* Work item: Among the lines below, copy exactly those from the one with "let mut action" through the one with "for (i, t) in", counting both ends.

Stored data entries

· · · · ·

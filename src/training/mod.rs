//! Online training: replay buffer, update scheduling, episode loop, and the
//! evaluation harness that ties them to a model manager.

pub mod batch_preprocessor;
pub mod episode;
pub mod harness;
pub mod metrics;
pub mod replay_buffer;
pub mod scheduler;

pub use episode::{play_episode, run_episode, EpisodeResult};
pub use harness::{evaluate, run_test, EvaluationSettings};
pub use replay_buffer::ReplayBuffer;
pub use scheduler::{ReplayTrainingHook, TrainingScheduler};
//! Conversions between raw environment observations and the serving
//! observation layout.

use crate::ai::agent::ObsPreprocessor;
use crate::env::{Observation, ServingFeatures};
use crate::error::AgentError;

/// Encode a raw dense observation as a single serving row: the values with
/// an all-ones presence array of the same shape.
pub fn encode_serving(observation: &Observation) -> Result<Observation, AgentError> {
    match observation {
        Observation::Dense(values) => {
            let width = values.len();
            Ok(Observation::Serving(ServingFeatures {
                values: values.clone(),
                presence: vec![1.0; width],
                shape: [1, width],
            }))
        }
        Observation::Serving(_) => Err(AgentError::Preprocessing(
            "observation is already in serving layout".into(),
        )),
    }
}

/// Boxed [`encode_serving`], ready for a serving agent.
pub fn serving_preprocessor() -> ObsPreprocessor {
    Box::new(encode_serving)
}

/// Check a serving observation against the feature width a policy expects
/// and return its values and presence.
pub fn expect_serving(
    observation: &Observation,
    num_features: usize,
) -> Result<(&[f32], &[f32]), AgentError> {
    let features = match observation {
        Observation::Serving(features) => features,
        Observation::Dense(_) => {
            return Err(AgentError::Preprocessing(
                "expected serving layout, got a raw observation".into(),
            ))
        }
    };
    let [rows, cols] = features.shape;
    if rows != 1 || cols != num_features {
        return Err(AgentError::Preprocessing(format!(
            "expected shape [1, {num_features}], got {:?}",
            features.shape
        )));
    }
    if features.values.len() != cols || features.presence.len() != cols {
        return Err(AgentError::Preprocessing(format!(
            "values ({}) and presence ({}) do not match shape {:?}",
            features.values.len(),
            features.presence.len(),
            features.shape
        )));
    }
    Ok((&features.values, &features.presence))
}

/// Check a raw observation against the feature width a policy expects.
pub fn expect_dense(observation: &Observation, num_features: usize) -> Result<&[f32], AgentError> {
    match observation {
        Observation::Dense(values) if values.len() == num_features => Ok(values),
        Observation::Dense(values) => Err(AgentError::Preprocessing(format!(
            "expected {num_features} features, got {}",
            values.len()
        ))),
        Observation::Serving(_) => Err(AgentError::Preprocessing(
            "expected a raw observation, got serving layout".into(),
        )),
    }
}

#[cfg(test)]
mod tests {
    use super::*;

    #[test]
    fn test_encode_serving_adds_presence() {
        let encoded = encode_serving(&Observation::Dense(vec![0.5, -1.0, 2.0])).unwrap();
        let Observation::Serving(features) = encoded else {
            panic!("expected serving layout");
        };
        assert_eq!(features.values, vec![0.5, -1.0, 2.0]);
        assert_eq!(features.presence, vec![1.0; 3]);
        assert_eq!(features.shape, [1, 3]);
    }

    #[test]
    fn test_encode_serving_rejects_serving_input() {
        let once = encode_serving(&Observation::Dense(vec![1.0])).unwrap();
        assert!(matches!(
            encode_serving(&once),
            Err(AgentError::Preprocessing(_))
        ));
    }

    #[test]
    fn test_expect_serving_checks_width() {
        let obs = encode_serving(&Observation::Dense(vec![1.0, 2.0])).unwrap();
        let (values, presence) = expect_serving(&obs, 2).unwrap();
        assert_eq!(values, &[1.0, 2.0]);
        assert_eq!(presence, &[1.0, 1.0]);
        assert!(expect_serving(&obs, 4).is_err());
        assert!(expect_serving(&Observation::Dense(vec![1.0, 2.0]), 2).is_err());
    }

    #[test]
    fn test_expect_dense_checks_width() {
        let obs = Observation::Dense(vec![1.0, 2.0]);
        assert_eq!(expect_dense(&obs, 2).unwrap(), &[1.0, 2.0]);
        assert!(expect_dense(&obs, 3).is_err());
    }
}
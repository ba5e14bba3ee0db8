//! End-to-end evaluation: train online in an environment, then check both
//! the exploring and the serving policy against a reward bar.

use log::{debug, info};

use crate::ai::model_manager::{ModelManager, RewardOptions};
use crate::ai::state_encoding::serving_preprocessor;
use crate::ai::{Agent, AgentConfig};
use crate::config::ScenarioConfig;
use crate::env::{EnvFactory, Environment};
use crate::error::{AgentError, ConfigError, EvaluationPhase, HarnessError};
use crate::normalization::build_normalizer;
use crate::training::episode::{play_episode, run_episode};
use crate::training::metrics::TrainingMetrics;
use crate::training::replay_buffer::ReplayBuffer;
use crate::training::scheduler::{ReplayTrainingHook, TrainingScheduler};

/// Episodes averaged in progress logs.
const LOG_WINDOW: usize = 10;

/// Parameters of one evaluation run.
#[derive(Debug, Clone, PartialEq)]
pub struct EvaluationSettings {
    pub replay_memory_size: usize,
    pub train_every_ts: usize,
    pub train_after_ts: usize,
    pub num_episodes: usize,
    pub max_steps: Option<usize>,
    pub passing_score_bar: f32,
    pub seed: u64,
    pub reward_options: RewardOptions,
}

/// Build the scenario's environment and model, then [`evaluate`] them.
pub fn run_test(config: &ScenarioConfig, use_gpu: bool) -> Result<Vec<f32>, HarnessError> {
    config.validate()?;
    let mut env = EnvFactory::make(&config.env)?;
    let mut manager = config.model.clone().into_manager(config.seed);
    evaluate(
        env.as_mut(),
        manager.as_mut(),
        &config.evaluation_settings(),
        use_gpu,
    )
}

/// Train for `num_episodes` episodes with replay, then run one serving
/// episode. Both the last training episode and the serving episode must
/// reach `passing_score_bar`.
///
/// Returns the training reward history.
pub fn evaluate(
    env: &mut dyn Environment,
    manager: &mut dyn ModelManager,
    settings: &EvaluationSettings,
    use_gpu: bool,
) -> Result<Vec<f32>, HarnessError> {
    env.seed(settings.seed);
    let num_actions = env
        .action_space()
        .num_actions()
        .ok_or_else(|| AgentError::UnsupportedActionSpace(format!("{:?}", env.action_space())))?;
    if num_actions != manager.num_actions() {
        return Err(ConfigError::Validation(format!(
            "{} has {num_actions} actions but {} scores {}",
            env.name(),
            manager.name(),
            manager.num_actions()
        ))
        .into());
    }

    let normalization = build_normalizer(env.observation_space())?;
    let trainer = manager.initialize_trainer(
        use_gpu,
        &settings.reward_options,
        normalization.as_ref(),
    )?;
    let policy = manager.create_policy(false)?;

    let batch_size = trainer.minibatch_size();
    let store = ReplayBuffer::new(settings.replay_memory_size, batch_size, settings.seed)?;
    debug!(
        "{}: replay capacity {}, batch {}, train every {} after {}",
        env.name(),
        store.capacity(),
        batch_size,
        settings.train_every_ts,
        settings.train_after_ts
    );
    let scheduler =
        TrainingScheduler::new(batch_size, settings.train_every_ts, settings.train_after_ts)?;
    let hook = ReplayTrainingHook::new(store, scheduler, trainer);
    let mut agent = Agent::create_for_env(env, AgentConfig::training(policy, Box::new(hook)))?;

    info!(
        "{}: training {} with {} policy for {} episodes",
        env.name(),
        manager.name(),
        agent.policy_name(),
        settings.num_episodes
    );

    let mut metrics = TrainingMetrics::new();
    let mut history = Vec::with_capacity(settings.num_episodes);
    for _ in 0..settings.num_episodes {
        let result = play_episode(env, &mut agent, settings.max_steps)?;
        metrics.record_episode(result);
        history.push(result.reward);
        info!(
            "{}: episode {}/{} | reward: {:.1} | steps: {} | avg_reward({}): {:.1} | avg_len: {:.1} | truncated: {:.0}%",
            env.name(),
            metrics.total_episodes(),
            settings.num_episodes,
            result.reward,
            result.steps,
            LOG_WINDOW,
            metrics.average_reward(LOG_WINDOW),
            metrics.average_episode_length(LOG_WINDOW),
            metrics.truncation_rate(LOG_WINDOW) * 100.0
        );
    }

    let last = history
        .last()
        .copied()
        .ok_or_else(|| ConfigError::Validation("num_episodes must be > 0".into()))?;
    check_bar(EvaluationPhase::Training, last, settings, &history)?;

    let serving_policy = manager.create_policy(true)?;
    let mut serving_agent = Agent::create_for_env(
        env,
        AgentConfig::serving(serving_policy, serving_preprocessor()),
    )?;
    let serving_reward = run_episode(env, &mut serving_agent, settings.max_steps)?;
    info!(
        "{}: serving episode reward {:.1} (bar {:.1}, best training reward {:.1})",
        env.name(),
        serving_reward,
        settings.passing_score_bar,
        metrics.best_reward().unwrap_or(last)
    );
    check_bar(EvaluationPhase::Serving, serving_reward, settings, &history)?;

    Ok(history)
}

fn check_bar(
    phase: EvaluationPhase,
    reward: f32,
    settings: &EvaluationSettings,
    history: &[f32],
) -> Result<(), HarnessError> {
    if reward < settings.passing_score_bar {
        return Err(HarnessError::PerformanceBarNotMet {
            phase,
            reward,
            bar: settings.passing_score_bar,
            history: history.to_vec(),
        });
    }
    Ok(())
}
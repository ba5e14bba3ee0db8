//! # Replay Gym
//!
//! An online reinforcement-learning harness: agents act in gym-style
//! environments, transitions flow into a replay buffer, a scheduler decides
//! when to train, and an evaluation run checks both the exploring and the
//! serving policy against a reward bar. Models are built with the Burn ML
//! framework.
//!
//! ## Modules
//!
//! - [`env`]: Environment trait, observation/action spaces, CartPole, gridworld
//! - [`ai`]: Agent, policies, DQN trainer, networks, model managers
//! - [`training`]: Replay buffer, scheduler, episode runner, evaluation harness
//! - [`normalization`]: Feature normalization descriptors and preprocessing
//! - [`config`]: TOML scenario loading and validation
//! - [`error`]: Structured error types

#![recursion_limit = "256"]

pub mod ai;
pub mod config;
pub mod env;
pub mod error;
pub mod normalization;
pub mod training;
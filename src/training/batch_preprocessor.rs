//! Turns sampled transitions into the flat, normalized arrays a discrete DQN
//! update consumes.

use crate::ai::Transition;
use crate::env::Observation;
use crate::error::TrainerError;
use crate::normalization::Preprocessor;

/// Row-major training arrays for a batch of `batch_size` transitions.
#[derive(Debug, Clone, PartialEq)]
pub struct DiscreteDqnInput {
    pub batch_size: usize,
    pub num_features: usize,
    pub num_actions: usize,
    /// `[batch, features]`
    pub state: Vec<f32>,
    /// `[batch, features]`
    pub next_state: Vec<f32>,
    /// One-hot `[batch, actions]`
    pub action: Vec<f32>,
    /// `[batch]`
    pub reward: Vec<f32>,
    /// `[batch]`, 1.0 unless the transition ended the episode.
    pub not_terminal: Vec<f32>,
    /// `[batch, actions]`, all zero after a terminal transition.
    pub possible_next_actions_mask: Vec<f32>,
}

/// Builds [`DiscreteDqnInput`] from transitions.
pub struct DiscreteDqnBatchPreprocessor {
    num_actions: usize,
    state_preprocessor: Preprocessor,
}

impl DiscreteDqnBatchPreprocessor {
    pub fn new(num_actions: usize, state_preprocessor: Preprocessor) -> Self {
        DiscreteDqnBatchPreprocessor {
            num_actions,
            state_preprocessor,
        }
    }

    pub fn num_features(&self) -> usize {
        self.state_preprocessor.num_features()
    }

    pub fn preprocess(&self, batch: &[Transition]) -> Result<DiscreteDqnInput, TrainerError> {
        if batch.is_empty() {
            return Err(TrainerError::EmptyBatch);
        }
        let batch_size = batch.len();
        let num_features = self.num_features();
        let num_actions = self.num_actions;

        let mut state_values = Vec::with_capacity(batch_size * num_features);
        let mut state_presence = Vec::with_capacity(batch_size * num_features);
        let mut next_values = Vec::with_capacity(batch_size * num_features);
        let mut next_presence = Vec::with_capacity(batch_size * num_features);
        let mut action = vec![0.0; batch_size * num_actions];
        let mut reward = Vec::with_capacity(batch_size);
        let mut possible_next_actions_mask = Vec::with_capacity(batch_size * num_actions);

        for (i, t) in batch.iter().enumerate() {
            push_features(&t.observation, num_features, &mut state_values, &mut state_presence)?;
            push_features(
                &t.next_observation,
                num_features,
                &mut next_values,
                &mut next_presence,
            )?;

            if t.action >= num_actions {
                return Err(TrainerError::ShapeMismatch(format!(
                    "action {} outside {num_actions} actions",
                    t.action
                )));
            }
            action[i * num_actions + t.action] = 1.0;
            reward.push(t.reward);

            let next_mask = if t.terminal { 0.0 } else { 1.0 };
            possible_next_actions_mask.extend(std::iter::repeat_n(next_mask, num_actions));
        }

        let state = self
            .state_preprocessor
            .apply(&state_values, &state_presence)
            .map_err(TrainerError::ShapeMismatch)?;
        let next_state = self
            .state_preprocessor
            .apply(&next_values, &next_presence)
            .map_err(TrainerError::ShapeMismatch)?;

        // Not terminal iff at least one next action is possible.
        let not_terminal = possible_next_actions_mask
            .chunks(num_actions)
            .map(|row| row.iter().copied().fold(0.0, f32::max))
            .collect();

        Ok(DiscreteDqnInput {
            batch_size,
            num_features,
            num_actions,
            state,
            next_state,
            action,
            reward,
            not_terminal,
            possible_next_actions_mask,
        })
    }
}

fn push_features(
    observation: &Observation,
    num_features: usize,
    values: &mut Vec<f32>,
    presence: &mut Vec<f32>,
) -> Result<(), TrainerError> {
    let (v, p) = match observation {
        Observation::Dense(v) => (v.as_slice(), None),
        Observation::Serving(features) => {
            (features.values.as_slice(), Some(features.presence.as_slice()))
        }
    };
    if v.len() != num_features {
        return Err(TrainerError::ShapeMismatch(format!(
            "expected {num_features} features, got {}",
            v.len()
        )));
    }
    values.extend_from_slice(v);
    match p {
        Some(p) => presence.extend_from_slice(p),
        None => presence.extend(std::iter::repeat_n(1.0, num_features)),
    }
    Ok(())
}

· · · · ·

* Your solution:
        let mut action = vec![0.0; batch_size * num_actions];
        let mut reward = Vec::with_capacity(batch_size);
        let mut possible_next_actions_mask = Vec::with_capacity(batch_size * num_actions);

        for (i, t) in batch.iter().enumerate() {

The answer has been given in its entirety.